If the Kremlin is serious about its accusation that Ukraine is preparing to use chemical weapons, it could pursue its allegations through the proper channels. “They can demand from the OPCW what is called a challenge inspection,” Sydnes says. “If this is a real issue for Putin, and he doesn’t want to use chemical weapons, that is what he should do.”
But if the Russian government is claiming that Ukraine has chemical weapons as a pretext to use such weapons itself, then any country, even Ukraine, could trigger OPCW inspections of Ukraine to challenge the assertion. “The Ukrainians could say, ‘Come and have a look, we have nothing to hide’,” says Alastair Hay, an environmental toxicologist at the University of Leeds, UK. “That would clearly wrong-foot the Russians.”
In either scenario, international inspectors would need guarantees for their safety, such as a ceasefire in the areas they are visiting. The OPCW says it has not received any requests for a challenge inspection.
The OPCW would be called on to verify any allegations of a chemical weapons attack. Even without direct access to the war zone, the organisation can gather evidence, in particular from satellite imagery and medical reports, Trapp says. “If there are victims, you will see victims being treated in medical facilities.” And their symptoms and medical records would give clues.

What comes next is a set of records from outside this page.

// SPDX-FileCopyrightText: 2025 2025 Contributors to the Media eXchange Layer project.
// SPDX-License-Identifier: Apache-2.0

//! Error types for sink endpoints.
//!
//! Errors are split by the stage that produces them:
//! - [`RejectReason`]: a proposal failed format negotiation
//! - [`IngestError`]: one delivered sample could not be packaged
//! - [`ConsumerError`]: the downstream consumer reported a failure (advisory)
//! - [`Error`]: what the endpoint's configuration and negotiation calls return

use capture_format::{FormatError, FourCc, Guid, WaveFormatTag, guid::guid_name};

use crate::state::RunState;

/// Convenience result type using [`Error`] as the error variant.
pub type Result<T> = core::result::Result<T, Error>;

/// Errors returned by endpoint negotiation and configuration calls.
#[derive(Debug, thiserror::Error)]
pub enum Error {
    /// The proposed format does not satisfy the endpoint's acceptance rules.
    /// Actual configuration is left untouched.
    #[error("Format rejected: {0}")]
    FormatRejected(#[from] RejectReason),

    /// Configuration was changed while the endpoint was not stopped.
    #[error("Invalid state: configuration requires a stopped endpoint, endpoint is {0}")]
    InvalidState(RunState),

    /// A delivered sample could not be ingested.
    #[error("Ingest failed: {0}")]
    Ingest(#[from] IngestError),

    /// A configuration document could not be decoded.
    #[error("Invalid configuration: {0}")]
    Config(#[from] serde_json::Error),
}

/// Why a proposed media type was refused.
#[derive(Debug, Clone, PartialEq, Eq, thiserror::Error)]
pub enum RejectReason {
    /// Major type is missing or of the wrong kind.
    #[error("major type is not {expected}")]
    WrongMajorType {
        /// Human-readable name of the major type this endpoint accepts.
        expected: &'static str,
    },

    /// The stream is declared temporally compressed.
    #[error("temporally compressed streams are not accepted")]
    TemporallyCompressed,

    /// Subtype or format type GUID is absent.
    #[error("missing subtype or format type")]
    MissingSubtypeOrFormatType,

    /// The format block is of a representation this endpoint cannot read.
    #[error("format type {} not supported", guid_name(.0))]
    UnsupportedFormatType(Guid),

    /// The subtype is not one of the endpoint's input subtypes.
    #[error("subtype {} not supported", guid_name(.0))]
    UnsupportedSubtype(Guid),

    /// The format type requires a format block but none was supplied.
    #[error("missing format block")]
    MissingFormatBlock,

    /// The format block could not be decoded.
    #[error("invalid format block: {0}")]
    InvalidFormatBlock(#[from] FormatError),

    /// The wave format tag is not PCM, IEEE float or extensible.
    #[error("wave format tag {0} not supported")]
    UnsupportedFormatTag(WaveFormatTag),

    /// The compression code in the frame header disagrees with the subtype.
    #[error("compression {actual} does not match subtype {expected}")]
    FourCcMismatch {
        /// Code implied by the subtype.
        expected: FourCc,
        /// Code found in the frame header.
        actual: FourCc,
    },
}

impl RejectReason {
    /// Returns `true` when the proposal itself is malformed (missing GUIDs or
    /// an unreadable format block) as opposed to well formed but unsupported.
    pub fn is_malformed(&self) -> bool {
        matches!(
            self,
            RejectReason::MissingSubtypeOrFormatType
                | RejectReason::MissingFormatBlock
                | RejectReason::InvalidFormatBlock(_)
        )
    }
}

/// Per-sample delivery failures. Each one aborts only the sample that caused
/// it.
#[derive(Debug, Clone, PartialEq, Eq, thiserror::Error)]
pub enum IngestError {
    /// The sample exposes no payload, or a zero-length one.
    #[error("sample has no payload")]
    EmptyPayload,

    /// The sample could not supply its time stamps.
    #[error("sample time query failed")]
    TimeQueryFailed,

    /// The sample buffer could not be allocated or filled.
    #[error("sample buffer init failed: {0}")]
    BufferInitFailed(String),

    /// No format has been negotiated yet.
    #[error("endpoint is not connected")]
    NotConnected,

    /// The sample arrived while the endpoint was stopped.
    #[error("sample delivered while {0}")]
    WrongState(RunState),
}

impl IngestError {
    /// Returns `true` for failures that are an expected race rather than a
    /// fault (a source delivering one last sample right after a stop).
    pub fn is_benign(&self) -> bool {
        matches!(self, IngestError::WrongState(_))
    }
}

/// Failure reported by a downstream consumer.
///
/// The status is advisory: it is logged and counted but never propagated to
/// the upstream source.
#[derive(Debug, Clone, Copy, PartialEq, Eq, thiserror::Error)]
#[error("consumer returned status {status}")]
pub struct ConsumerError {
    /// Consumer-defined non-zero status code.
    pub status: i32,
}

impl ConsumerError {
    /// Creates a consumer error with the given status.
    pub fn new(status: i32) -> Self {
        Self { status }
    }
}
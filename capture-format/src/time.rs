// SPDX-FileCopyrightText: 2025 2025 Contributors to the Media eXchange Layer project.
// SPDX-License-Identifier: Apache-2.0

//! Reference time conversion.
//!
//! Capture devices stamp samples in reference time: a signed count of 100 ns
//! ticks. Downstream consumers work in whole milliseconds.

/// Signed count of 100 ns ticks.
pub type ReferenceTime = i64;

/// Reference time ticks per second.
pub const UNITS_PER_SECOND: ReferenceTime = 10_000_000;

/// Reference time ticks per millisecond.
pub const UNITS_PER_MILLISECOND: ReferenceTime = 10_000;

/// Converts reference time to milliseconds, truncating toward zero.
///
/// The conversion is monotonic: `a <= b` implies
/// `media_time_to_milliseconds(a) <= media_time_to_milliseconds(b)`.
pub const fn media_time_to_milliseconds(time: ReferenceTime) -> i64 {
    time / UNITS_PER_MILLISECOND
}

/// Converts reference time to fractional seconds.
pub fn media_time_to_seconds(time: ReferenceTime) -> f64 {
    time as f64 / UNITS_PER_SECOND as f64
}

/// Converts milliseconds to reference time, saturating on overflow.
pub const fn milliseconds_to_media_time(milliseconds: i64) -> ReferenceTime {
    milliseconds.saturating_mul(UNITS_PER_MILLISECOND)
}
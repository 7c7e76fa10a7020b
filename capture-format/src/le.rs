// SPDX-FileCopyrightText: 2025 2025 Contributors to the Media eXchange Layer project.
// SPDX-License-Identifier: Apache-2.0

//! Little-endian cursor helpers shared by the format block codecs.
//!
//! Callers check the block length up front, so reads past the end are a bug
//! in the caller and are reported as truncation rather than panicking.

use uuid::Uuid;

use crate::{FormatError, Result};

pub(crate) struct LeReader<'a> {
    record: &'static str,
    data: &'a [u8],
    offset: usize,
}

impl<'a> LeReader<'a> {
    pub(crate) fn new(record: &'static str, data: &'a [u8]) -> Self {
        Self {
            record,
            data,
            offset: 0,
        }
    }

    fn take<const N: usize>(&mut self) -> Result<[u8; N]> {
        let end = self.offset + N;
        let bytes = self
            .data
            .get(self.offset..end)
            .ok_or_else(|| FormatError::truncated(self.record, end, self.data.len()))?;
        let mut out = [0u8; N];
        out.copy_from_slice(bytes);
        self.offset = end;
        Ok(out)
    }

    pub(crate) fn u16(&mut self) -> Result<u16> {
        Ok(u16::from_le_bytes(self.take()?))
    }

    pub(crate) fn u32(&mut self) -> Result<u32> {
        Ok(u32::from_le_bytes(self.take()?))
    }

    pub(crate) fn i32(&mut self) -> Result<i32> {
        Ok(i32::from_le_bytes(self.take()?))
    }

    pub(crate) fn i64(&mut self) -> Result<i64> {
        Ok(i64::from_le_bytes(self.take()?))
    }

    /// Reads a GUID in its in-memory (mixed-endian) layout.
    pub(crate) fn guid(&mut self) -> Result<Uuid> {
        Ok(Uuid::from_bytes_le(self.take()?))
    }
}

pub(crate) trait LeWriter {
    fn put_u16(&mut self, value: u16);
    fn put_u32(&mut self, value: u32);
    fn put_i32(&mut self, value: i32);
    fn put_i64(&mut self, value: i64);
    fn put_guid(&mut self, value: &Uuid);
}

impl LeWriter for Vec<u8> {
    fn put_u16(&mut self, value: u16) {
        self.extend_from_slice(&value.to_le_bytes());
    }

    fn put_u32(&mut self, value: u32) {
        self.extend_from_slice(&value.to_le_bytes());
    }

    fn put_i32(&mut self, value: i32) {
        self.extend_from_slice(&value.to_le_bytes());
    }

    fn put_i64(&mut self, value: i64) {
        self.extend_from_slice(&value.to_le_bytes());
    }

    fn put_guid(&mut self, value: &Uuid) {
        self.extend_from_slice(&value.to_bytes_le());
    }
}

Chemical weapons vary greatly in how they work and the types of evidence they leave behind. If inspectors have direct access in the immediate aftermath of an attack, they could collect samples — such as the by-products that nerve agents leave in the blood, or trace residues in the environment.
In some situations, evidence collection could be more difficult; for instance, a chlorine attack might be hard to prove, because the gas can dissipate without leaving any trace.
There is precedent for this type of inspection, Trapp says: during the Syrian civil war, OPCW inspectors collected evidence in a war zone for the first time and reported that both chlorine and nerve agents had been used, something the Syrian government has denied. The inspectors did so at considerable risk, and came under fire in at least one incident.
More recently, the organisation has tested methods for remotely gathering evidence from the site of a chemical attack. Researchers are exploring the use of a land or aerial drone to collect samples or even analyse them on site.